By Andrew Fairbairn, Douglas Baird and Gokhan Mustafaoglu
Odin was a kelpie. Attentive and protective, with a happy smile and an endless hope for food, he succumbed to a terminal disease late last year. At his death, a deep sense of grief ripped through the household of one of us (Andrew): while Odin was not human, he was an irreplaceable member of the family.
Our new research, published in Nature last week, helps explain the unique and striking way dogs such as Odin fit into the human world — whether reading our moods, following our movements or becoming part of the rhythm of everyday life.
Based on international collaborations lasting decades, the two new studies have unlocked previously unavailable information from the bones of dogs long dead. Yet these papers are not just about the dusty old bones found in our archaeological sites or the cutting-edge science applied to them. They shine light on a relationship that has been part of the human social world for at least 16,000 years.
The earliest known dog
Dogs are the earliest known animals to be tamed and separated from their wild relatives over generations by humans. This process is known as domestication.
It has long been thought that dogs were domesticated from wolves, their closest relatives, during the last Ice Age. Solid evidence to test this has been hard to find in archaeological sites as dog bones are difficult to distinguish from those of wolves using shape alone.
It has taken the successful extraction of ancient DNA (aDNA), a recently developed technique, to provide definitive identification of dogs, which differ genetically from wolves.
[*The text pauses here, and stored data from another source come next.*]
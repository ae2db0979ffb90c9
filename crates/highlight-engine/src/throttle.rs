//! Fixed-window gating of pipeline runs.

/// Rate limit for the diff→backend→highlight pipeline.
///
/// Fixed-window, not a debounce: a signal fires the pipeline iff the
/// configured interval has elapsed since the last firing, and firing always
/// advances the window — even when the subsequent diff turns out empty.
/// Signals landing inside the window are dropped outright, never queued, so
/// a mutation storm costs at most one backend call per window at the price
/// of possibly missing content that mutates away before the next allowed
/// tick.
///
/// The clock is passed in by the caller (`js_sys::Date::now()` in the
/// browser, any number line in tests); `std::time::Instant` would trap on
/// `wasm32-unknown-unknown`.
#[derive(Debug, Clone)]
pub struct SendThrottle {
    min_interval_ms: f64,
    last_fired_ms: Option<f64>,
}

impl SendThrottle {
    /// Interval used by the browser agent.
    pub const DEFAULT_INTERVAL_MS: f64 = 3000.0;

    pub fn new(min_interval_ms: f64) -> Self {
        Self {
            min_interval_ms,
            last_fired_ms: None,
        }
    }

    /// Admit or drop a signal at time `now_ms`.
    ///
    /// Returns `true` when the pipeline should run; the window advances to
    /// `now_ms` in that case. Returns `false` for a dropped signal, with no
    /// state change.
    pub fn try_fire(&mut self, now_ms: f64) -> bool {
        if let Some(last) = self.last_fired_ms {
            if now_ms - last < self.min_interval_ms {
                return false;
            }
        }
        self.last_fired_ms = Some(now_ms);
        true
    }

    /// When the pipeline last fired, if ever.
    pub fn last_fired_ms(&self) -> Option<f64> {
        self.last_fired_ms
    }
}

impl Default for SendThrottle {
    fn default() -> Self {
        Self::new(Self::DEFAULT_INTERVAL_MS)
    }
}

#[cfg(test)]
mod tests {
    use super::*;

    #[test]
    fn test_first_signal_always_fires() {
        let mut throttle = SendThrottle::default();
        assert!(throttle.try_fire(0.0));
    }

    #[test]
    fn test_signal_burst_fires_twice() {
        // Signals at 0, 500, 1200 and 3100 ms: only the first and last pass
        // the 3-second window.
        let mut throttle = SendThrottle::default();
        let fired: Vec<bool> = [0.0, 500.0, 1200.0, 3100.0]
            .iter()
            .map(|&t| throttle.try_fire(t))
            .collect();
        assert_eq!(fired, vec![true, false, false, true]);
    }

    #[test]
    fn test_window_boundary_is_inclusive() {
        let mut throttle = SendThrottle::default();
        assert!(throttle.try_fire(0.0));
        assert!(!throttle.try_fire(2999.0));
        assert!(throttle.try_fire(3000.0));
    }

    #[test]
    fn test_dropped_signal_does_not_advance_the_window() {
        let mut throttle = SendThrottle::default();
        assert!(throttle.try_fire(0.0));
        assert!(!throttle.try_fire(2000.0));
        // Still measured from t=0, not from the dropped signal.
        assert!(throttle.try_fire(3000.0));
        assert_eq!(throttle.last_fired_ms(), Some(3000.0));
    }

    #[test]
    fn test_firing_advances_regardless_of_later_outcome() {
        // The caller updates nothing on its own; admitting the signal is
        // what moves the window, so an empty diff still "spends" the slot.
        let mut throttle = SendThrottle::default();
        assert!(throttle.try_fire(100.0));
        assert_eq!(throttle.last_fired_ms(), Some(100.0));
        assert!(!throttle.try_fire(3099.0));
        assert!(throttle.try_fire(3100.0));
    }

    #[test]
    fn test_custom_interval() {
        let mut throttle = SendThrottle::new(1000.0);
        assert!(throttle.try_fire(0.0));
        assert!(!throttle.try_fire(999.0));
        assert!(throttle.try_fire(1000.0));
    }
}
One of the new studies confirmed that the earliest known dog is now from Pınarbaşı, a rockshelter site in Karaman, central Turkey. This dog lived about 15,800 years ago.
Excavated in 2004, the bones could have been from either dog pups or wolf cubs. But aDNA analysis confirmed their identity as dogs 20 years later after 10 years of analysis and comparison with other aDNA results.
The dog pups were buried carefully and treated in death similarly to the humans buried nearby. This continued a close relationship with people during life, as shown by chemical analyses suggesting the dogs and humans shared similar foods, including small fish from the local wetlands. Dogs were not just animals lingering around the edges of campsites; they were already an integral part of human societies.
Integration of dogs into the human social world could have resulted from close co-operation during hunting. Dogs may also have acted as guardians and sentinels for their communities who lived in a world with many dangerous predators such as wolves and leopards.
Moving with people
The same analysis found dogs genetically similar to those at Pınarbaşı at Gough’s Cave in Britain about 14,300 years ago. This suggests a group of closely related dogs spread rapidly from Eurasia all the way to the far end of Europe, moving with people but also moving between different human communities.
These dogs were not related to European wolves and evidence from the second new study suggests that European dogs were not domesticated separately from those elsewhere, rejecting a long-held hypothesis. Their difference to East Asian dogs is due to the spread into Europe with farmers 8,500 years ago from Turkey of dogs that had interbred with local wolves.
We know this because of the DNA of a dog from our site of Boncuklu, an 11,000-year-old village, near Konya in central Turkey. Our excavations showed that pups were buried in the graves of people directly related to those earlier communities at Pınarbaşı, 30km to the southeast, though they lived a different life in permanent houses supported by small-scale farming.
Genetically related farmers from this region spread into Europe about 8,500 years ago, with dogs also genetically related to those at Boncuklu at their heels. The incoming dogs interbred with those already in Europe but didn’t replace them entirely.
From the deep past to the present
Together, the studies show that dogs were already living alongside people across a surprisingly wide area from Anatolia to the far edge of Western Europe in the last Ice Age, long before farming began, and that their history is older, more mobile and more entangled with human history than we once thought.
The detailed archaeological evidence from Boncuklu and Pınarbaşı shows just how close dogs and humans had become and the larger-scale analysis sees them repeatedly moving through human networks that crossed cultural boundaries.
We still do not know exactly where and when dog domestication began. The patient research that will answer that question is already under way in excavations worldwide. But these two new studies make one thing clear: by the end of the Ice Age dogs were already deeply woven into human life and had become part of the community, forging deep bonds that continue to this day.
Andrew Fairbairn is professor of archaeology at the University of Queensland; Douglas Baird, professor of archaeology at the University of Liverpool; and Gokhan Mustafaoglu, associate professor of archaeology at Ankara Hacı Bayram Veli University.